Quantifying Qualitative Information for Econometric Models
Estimating an econometric model requires that all the information be quantified. In other words, numbers must be used to characterize both your quantitative and qualitative variables. Quantitative variables are typically coded with numeric values in the raw data, but qualitative variables are likely to require you to perform some quantification manipulation. Here, you find out how to quantify variables when working with two groups or with multiple groups.
Defining a dummy variable when you have only two possible characteristics
In many cases, the qualitative characteristics you want to include in your econometric analysis have two groups (or categories). In general, you have two groups when sample observations have a “this” or “that” option. For example, in most surveys, gender is classified as either male or female.
If a qualitative characteristic has two groups, you need to create one dummy variable in order to quantitatively capture that attribute. The dummy variable takes the value of 1 if one of the two characteristics is present and 0 if the other characteristic is observed. The group that’s identified (or assigned) 0 values for the created dummy variable is called your reference or base group.
The table illustrates how you can create a dummy variable from your original data. Column 1 contains the movie title, and Column 2 contains the lead actor’s name. Column 3 isn’t part of the original data, but you can create the variable Female using the information in Column 2.
The variable Female is a dummy variable equal to 1 if the lead actor is female and equal to 0 if the lead actor is male. Notice that only one dummy variable is needed to capture two possibilities (in this case, male and female).
|1 Title||2 Lead||3 Female|
|The Wrestler||Mickey Rourke||0|
|Akeelah and the Bee||Keke Palmer||1|
|The Last King of Scotland||James McAvoy||0|
Your econometric results aren’t affected by which group you decide to assign a 1 and which group you assign a 0 in your dummy variable.
Juggling multiple characteristics with dummy variables
In some cases, the qualitative characteristics you want to include in your econometric analysis have more than two groups (or categories). In general, you work with several groups when sample observations are classified into one of many possibilities. For example, a firm may be located in the West, Midwest, South, or Northeast region of the country.
In order to quantitatively capture a qualitative attribute with numerous groups (or possibilities), you need to create dummy variables for each group minus 1. The dummy variable takes the value of 1 if a particular characteristic is present and 0 otherwise.
In other words, if you have J groups, you need J – 1 dummy variables with 1s and 0s to capture all the qualitative information. The group that does not have a dummy variable is identified when all the other dummy values are 0, and it’s called your reference or base group.
With this data, you can create the dummy variables you need from a qualitative variable with several groups. Column 1 contains the movie title, and Column 2 contains the MPAA rating (G, PG, PG13, or R).

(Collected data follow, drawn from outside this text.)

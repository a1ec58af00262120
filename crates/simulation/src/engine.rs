//! Step-based simulation driver.
//!
//! The engine owns the ledger, the exchange, every agent and a single seeded
//! random source. Randomness is consumed in a fixed order: LP band choices
//! while the scenario is built, then per step a shuffle of the agents
//! followed by each agent's own draws in shuffled order.

use crate::agents::{Agent, AgentKind, Behaviour, LiquidityProvider, Whale, ZiTrader};
use crate::config::SimulationConfig;
use crate::error::SimulationResult;
use crate::exchange::Exchange;
use crate::metrics::StepRecord;
use rand::SeedableRng;
use rand::rngs::StdRng;
use rand::seq::SliceRandom;
use rust_decimal::Decimal;
use serde::Serialize;
use std::collections::BTreeMap;
use tracing::{debug, info};
use unisim_domain::token::Token;
use unisim_ledger::Ledger;

/// Observations of one pool, in step order.
#[derive(Debug, Clone, Serialize)]
pub struct PoolReport<'a> {
    /// Pool name.
    pub pool: &'a str,
    /// One record per completed step.
    pub records: &'a [StepRecord],
}

/// Drives agents against an exchange, one step at a time.
pub struct SimulationEngine<L: Ledger> {
    config: SimulationConfig,
    ledger: L,
    exchange: Exchange,
    agents: Vec<Agent>,
    rng: StdRng,
    step: u64,
}

impl<L: Ledger> SimulationEngine<L> {
    /// Creates an engine with no pools and no agents.
    pub fn new(ledger: L, config: SimulationConfig) -> Self {
        let rng = StdRng::seed_from_u64(config.seed);
        Self {
            config,
            ledger,
            exchange: Exchange::new(),
            agents: Vec::new(),
            rng,
            step: 0,
        }
    }

    /// Builds the stablecoin scenario: one `DIA/USDC` pool at par, liquidity
    /// providers first, then zero-intelligence traders, whales and the inert
    /// placeholders.
    pub fn stablecoin(ledger: L, config: SimulationConfig) -> SimulationResult<Self> {
        let mut engine = Self::new(ledger, config);
        let whale = if engine.config.whales > 0 {
            Some(Whale::new(&engine.config.params, engine.config.steps)?)
        } else {
            None
        };

        let deployer = engine.ledger.create_account();
        let name = engine
            .exchange
            .add_pool(
                &mut engine.ledger,
                &Token::new("DIA", Decimal::ONE),
                &Token::new("USDC", Decimal::ONE),
                engine.config.fee,
                deployer,
            )?
            .name()
            .to_string();

        let funding = engine.config.params.initial_funding;
        for _ in 0..engine.config.liquidity_providers() {
            let address = engine.ledger.create_account();
            let pool = engine.exchange.get_mut(&name)?;
            pool.mint_tokens(&mut engine.ledger, funding, funding, address)?;
            let lp = LiquidityProvider::open(
                pool,
                &mut engine.ledger,
                &mut engine.rng,
                &engine.config.params,
                address,
            )?;
            engine
                .agents
                .push(Agent::new(address, name.as_str(), Behaviour::LiquidityProvider(lp)));
        }

        for _ in 0..engine.config.agents {
            let address = engine.ledger.create_account();
            engine
                .exchange
                .get(&name)?
                .mint_tokens(&mut engine.ledger, funding, funding, address)?;
            let trader = ZiTrader::new(&engine.config.params)?;
            engine
                .agents
                .push(Agent::new(address, name.as_str(), Behaviour::ZiTrader(trader)));
        }

        if let Some(whale) = whale {
            for _ in 0..engine.config.whales {
                let address = engine.ledger.create_account();
                engine.exchange.get(&name)?.mint_tokens(
                    &mut engine.ledger,
                    whale.funding(),
                    Decimal::ZERO,
                    address,
                )?;
                engine
                    .agents
                    .push(Agent::new(address, name.as_str(), Behaviour::Whale(whale.clone())));
            }
        }

        for behaviour in std::iter::repeat_n(Behaviour::BurnIt, engine.config.burn_it)
            .chain(std::iter::repeat_n(Behaviour::Fomo, engine.config.fomo))
        {
            let address = engine.ledger.create_account();
            engine.agents.push(Agent::new(address, name.as_str(), behaviour));
        }

        info!(
            pool = %name,
            agents = engine.agents.len(),
            seed = engine.config.seed,
            "stablecoin scenario ready"
        );
        Ok(engine)
    }

    /// Adds an agent after construction; it acts from the next step on.
    pub fn add_agent(&mut self, agent: Agent) {
        self.agents.push(agent);
    }

    #[must_use]
    pub fn config(&self) -> &SimulationConfig {
        &self.config
    }

    #[must_use]
    pub fn ledger(&self) -> &L {
        &self.ledger
    }

    #[must_use]
    pub fn exchange(&self) -> &Exchange {
        &self.exchange
    }

    /// Exchange and ledger together, for setting up pools by hand.
    pub fn markets_mut(&mut self) -> (&mut Exchange, &mut L) {
        (&mut self.exchange, &mut self.ledger)
    }

    #[must_use]
    pub fn agents(&self) -> &[Agent] {
        &self.agents
    }

    /// Number of agents of each kind.
    #[must_use]
    pub fn agent_counts(&self) -> BTreeMap<AgentKind, usize> {
        let mut counts = BTreeMap::new();
        for agent in &self.agents {
            *counts.entry(agent.kind()).or_insert(0) += 1;
        }
        counts
    }

    /// Last completed step; 0 before the first.
    #[must_use]
    pub fn current_step(&self) -> u64 {
        self.step
    }

    /// Runs one step: every agent acts once in shuffled order, then each
    /// pool is sampled.
    pub fn step(&mut self) -> SimulationResult<()> {
        let step = self.step + 1;
        self.agents.shuffle(&mut self.rng);
        for agent in &mut self.agents {
            let pool = self.exchange.get_mut(agent.pool())?;
            agent.act(pool, &mut self.ledger, &mut self.rng, step)?;
        }
        self.exchange.collect_data(&self.ledger, step)?;
        self.step = step;
        debug!(step, "step complete");
        Ok(())
    }

    /// Runs the remaining configured steps.
    pub fn run(&mut self) -> SimulationResult<()> {
        info!(
            steps = self.config.steps,
            agents = self.agents.len(),
            pools = self.exchange.len(),
            "simulation started"
        );
        while self.step < self.config.steps {
            self.step()?;
        }
        info!(steps = self.step, "simulation finished");
        Ok(())
    }

    /// Every pool's records, in pool creation order.
    #[must_use]
    pub fn results(&self) -> Vec<PoolReport<'_>> {
        self.exchange
            .pools()
            .map(|pool| PoolReport {
                pool: pool.name(),
                records: pool.records(),
            })
            .collect()
    }
}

Columns 3, 4, and 5 aren’t part of the original data, but you can create them using the information of MPAA rating in Column 2.
Notice that the number of dummy variables you need is one less (three) than the number of possible outcomes for the qualitative characteristic (in this case, four: G, PG, PG13, and R).
|1 Title||2 MPAA Rating||3 PG||4 PG13||5 R|
|Herbie: Fully Loaded||G||0||0||0|
The group you choose to assign a 0 all the way across doesn’t affect your econometric results. Those observations (in this example, G-rated movies like Herbie: Fully Loaded) are important to include and do affect the overall results, because they are all part of the reference group. It doesn’t matter, however, which type of movie is chosen to be the reference group.